//! Diplomatic relations from the player's point of view.
//!
//! Reads `country.<player>.relations_manager.relation`, which appears as a
//! list, as a map keyed by synthetic ids, or as a single relation block.
//! Entries may be wrapped once under `value`. A relation is only written
//! when both endpoints are persisted empires.

use std::collections::{BTreeMap, BTreeSet};

use rusqlite::{params, Transaction};
use serde::Deserialize;
use serde_json::{Number, Value};
use tracing::{debug, info, warn};

use super::{canonical_country_id, one_or_many, player_country, EmpireIndex, ExtractStats, Projection};
use crate::error::Error;

#[derive(Debug, Deserialize)]
struct ModifierShape {
    modifier: String,
    value: f64,
}

#[derive(Debug, Deserialize)]
struct RelationShape {
    country: Number,
    relation_current: Option<f64>,
    trust: Option<f64>,
    threat: Option<f64>,
    hostile: Option<bool>,
    border_range: Option<f64>,
    contact: Option<bool>,
    communications: Option<bool>,
    #[serde(default, deserialize_with = "one_or_many")]
    modifier: Vec<ModifierShape>,
}

#[derive(Debug, Clone, PartialEq)]
pub struct RelationRow {
    pub target_country_id: String,
    pub opinion: Option<f64>,
    pub trust: Option<f64>,
    pub threat: Option<f64>,
    pub is_hostile: bool,
    pub border_range: Option<f64>,
    pub has_contact: bool,
    pub has_communications: bool,
    /// Summed value per modifier type.
    pub modifiers: BTreeMap<String, f64>,
}

/// Player relations gated on `empires`.
#[derive(Debug, Clone, PartialEq)]
pub struct RelationProjection {
    pub source_country_id: String,
    pub relations: Projection<RelationRow>,
}

fn relation_entries(raw: &Value) -> Vec<&Value> {
    match raw {
        Value::Array(items) => items.iter().collect(),
        Value::Object(fields) if fields.contains_key("country") => vec![raw],
        Value::Object(fields) => fields.values().collect(),
        _ => Vec::new(),
    }
}

fn unwrap_value(entry: &Value) -> &Value {
    match entry {
        Value::Object(fields) => fields.get("value").unwrap_or(entry),
        _ => entry,
    }
}

/// Project the player's relations. `None` when the extractor soft-fails.
pub fn project(doc: &Value, empires: &EmpireIndex) -> Option<RelationProjection> {
    let player = player_country(doc, "relation")?;

    let raw = player
        .record
        .get("relations_manager")
        .and_then(|manager| manager.get("relation"))
        .filter(|raw| !raw.is_null());
    let Some(raw) = raw else {
        info!(player_country_id = %player.country_id, "Relations data not found, skipping diplomatic relation population");
        return None;
    };

    if !empires.contains(&player.country_id) {
        warn!(player_country_id = %player.country_id, "Player empire not persisted, skipping diplomatic relation population");
        return None;
    }

    let mut relations = Projection::default();
    let mut seen = BTreeSet::new();

    for entry in relation_entries(raw) {
        let relation = match RelationShape::deserialize(unwrap_value(entry)) {
            Ok(relation) => relation,
            Err(e) => {
                debug!(error = %e, "Skipping relation with invalid schema");
                relations.skipped += 1;
                continue;
            }
        };

        let Some(target) = canonical_country_id(&Value::Number(relation.country)) else {
            relations.skipped += 1;
            continue;
        };
        if !empires.contains(&target) {
            debug!(target_country_id = %target, "Target empire not persisted, skipping relation");
            relations.skipped += 1;
            continue;
        }
        if !seen.insert(target.clone()) {
            debug!(target_country_id = %target, "Duplicate relation target, keeping first");
            relations.skipped += 1;
            continue;
        }

        let mut modifiers = BTreeMap::new();
        for modifier in relation.modifier {
            *modifiers.entry(modifier.modifier).or_insert(0.0) += modifier.value;
        }

        relations.rows.push(RelationRow {
            target_country_id: target,
            opinion: relation.relation_current,
            trust: relation.trust,
            threat: relation.threat,
            is_hostile: relation.hostile.unwrap_or(false),
            border_range: relation.border_range,
            has_contact: relation.contact.unwrap_or(false),
            has_communications: relation.communications.unwrap_or(false),
            modifiers,
        });
    }

    Some(RelationProjection {
        source_country_id: player.country_id,
        relations,
    })
}

/// Write relations and their opinion modifiers for `gamestate_id`.
pub fn populate(
    tx: &Transaction<'_>,
    gamestate_id: i64,
    doc: &Value,
    empires: &EmpireIndex,
) -> Result<ExtractStats, Error> {
    let Some(projection) = project(doc, empires) else {
        return Ok(ExtractStats::default());
    };

    let mut insert_relation = tx.prepare_cached(
        r#"
        INSERT INTO diplomatic_relation (
            gamestate_id, source_country_id, target_country_id,
            opinion, trust, threat, is_hostile, border_range,
            has_contact, has_communications
        ) VALUES (?1, ?2, ?3, ?4, ?5, ?6, ?7, ?8, ?9, ?10)
        "#,
    )?;
    let mut insert_modifier = tx.prepare_cached(
        "INSERT INTO opinion_modifier (diplomatic_relation_id, modifier_type, value) VALUES (?1, ?2, ?3)",
    )?;

    let mut modifier_count = 0;
    for row in &projection.relations.rows {
        insert_relation.execute(params![
            gamestate_id,
            projection.source_country_id,
            row.target_country_id,
            row.opinion,
            row.trust,
            row.threat,
            row.is_hostile,
            row.border_range,
            row.has_contact,
            row.has_communications,
        ])?;
        let relation_id = tx.last_insert_rowid();

        for (modifier_type, value) in &row.modifiers {
            insert_modifier.execute(params![relation_id, modifier_type, value])?;
            modifier_count += 1;
        }
    }

    let stats = ExtractStats {
        inserted: projection.relations.rows.len(),
        skipped: projection.relations.skipped,
    };
    debug!(
        gamestate_id,
        inserted = stats.inserted,
        skipped = stats.skipped,
        modifiers = modifier_count,
        "Populated diplomatic relation tables"
    );
    Ok(stats)
}

#[cfg(test)]
mod tests {
    use super::*;
    use serde_json::json;

    use crate::extract::empire;
    use crate::extract::tests::{count, gamestate_db};

    fn doc_with_relations(relation: Value) -> Value {
        json!({
            "player": [{ "country": 0 }],
            "country": {
                "0": { "name": "Us", "relations_manager": { "relation": relation } },
                "1": { "name": "Them" },
                "2": { "name": "Others" }
            }
        })
    }

    fn run(doc: &Value) -> (crate::db::Database, ExtractStats) {
        let (mut db, gamestate_id) = gamestate_db();
        let tx = db.transaction().unwrap();
        let (_, empires) = empire::populate(&tx, gamestate_id, doc).unwrap();
        let stats = populate(&tx, gamestate_id, doc, &empires).unwrap();
        tx.commit().unwrap();
        (db, stats)
    }

    #[test]
    fn test_modifiers_summed_by_type() {
        let doc = doc_with_relations(json!([{
            "country": 1,
            "relation_current": -20,
            "hostile": true,
            "modifier": [
                { "modifier": "opinion_declared_war", "value": 10 },
                { "modifier": "opinion_declared_war", "value": -5 },
                { "modifier": "opinion_insulted", "value": -30 }
            ]
        }]));

        let (db, stats) = run(&doc);
        assert_eq!(stats.inserted, 1);

        let value: f64 = db
            .conn()
            .query_row(
                "SELECT value FROM opinion_modifier WHERE modifier_type = 'opinion_declared_war'",
                [],
                |row| row.get(0),
            )
            .unwrap();
        assert_eq!(value, 5.0);
        assert_eq!(count(&db, "SELECT COUNT(*) FROM opinion_modifier"), 2);

        let (opinion, hostile, contact): (Option<f64>, bool, bool) = db
            .conn()
            .query_row(
                "SELECT opinion, is_hostile, has_contact FROM diplomatic_relation",
                [],
                |row| Ok((row.get(0)?, row.get(1)?, row.get(2)?)),
            )
            .unwrap();
        assert_eq!(opinion, Some(-20.0));
        assert!(hostile);
        assert!(!contact);
    }

    #[test]
    fn test_unknown_target_dropped() {
        let doc = doc_with_relations(json!([{ "country": 1 }, { "country": 99 }]));
        let (db, stats) = run(&doc);
        assert_eq!(stats, ExtractStats { inserted: 1, skipped: 1 });
        assert_eq!(count(&db, "SELECT COUNT(*) FROM diplomatic_relation WHERE target_country_id = '99'"), 0);
    }

    #[test]
    fn test_keyed_and_wrapped_relations() {
        let doc = doc_with_relations(json!({
            "a": { "value": { "country": 1, "trust": 12 } },
            "b": { "country": 2, "communications": true }
        }));
        let empires = empire::index(&empire::project(&doc).unwrap().rows);
        let projection = project(&doc, &empires).unwrap();
        let targets: Vec<&str> = projection
            .relations
            .rows
            .iter()
            .map(|row| row.target_country_id.as_str())
            .collect();
        assert_eq!(projection.source_country_id, "0");
        assert_eq!(targets, vec!["1", "2"]);
        assert_eq!(projection.relations.rows[0].trust, Some(12.0));
        assert!(projection.relations.rows[1].has_communications);
    }

    #[test]
    fn test_single_relation_block() {
        let doc = doc_with_relations(json!({
            "country": 2,
            "modifier": { "modifier": "opinion_good_relations", "value": 15 }
        }));
        let (db, stats) = run(&doc);
        assert_eq!(stats.inserted, 1);
        assert_eq!(count(&db, "SELECT COUNT(*) FROM opinion_modifier"), 1);
    }

    #[test]
    fn test_invalid_and_duplicate_entries_skipped() {
        let doc = doc_with_relations(json!([
            { "country": "1" },
            { "trust": 3 },
            { "country": 2, "trust": 1 },
            { "country": 2, "trust": 2 }
        ]));
        let (db, stats) = run(&doc);
        assert_eq!(stats, ExtractStats { inserted: 1, skipped: 3 });
        let trust: f64 = db
            .conn()
            .query_row("SELECT trust FROM diplomatic_relation", [], |row| row.get(0))
            .unwrap();
        assert_eq!(trust, 1.0);
    }

    #[test]
    fn test_missing_relations_soft_fail() {
        let doc = json!({
            "player": [{ "country": 0 }],
            "country": { "0": { "name": "Us" } }
        });
        let (db, stats) = run(&doc);
        assert_eq!(stats, ExtractStats::default());
        assert_eq!(count(&db, "SELECT COUNT(*) FROM diplomatic_relation"), 0);
    }

    #[test]
    fn test_player_not_persisted() {
        let doc = doc_with_relations(json!([{ "country": 1 }]));
        assert!(project(&doc, &EmpireIndex::default()).is_none());
    }
}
========
→ **Problem to work on**
In how many lines of the records does the word "struct" appear? Reply with the number only.

→ **Exercise result**
4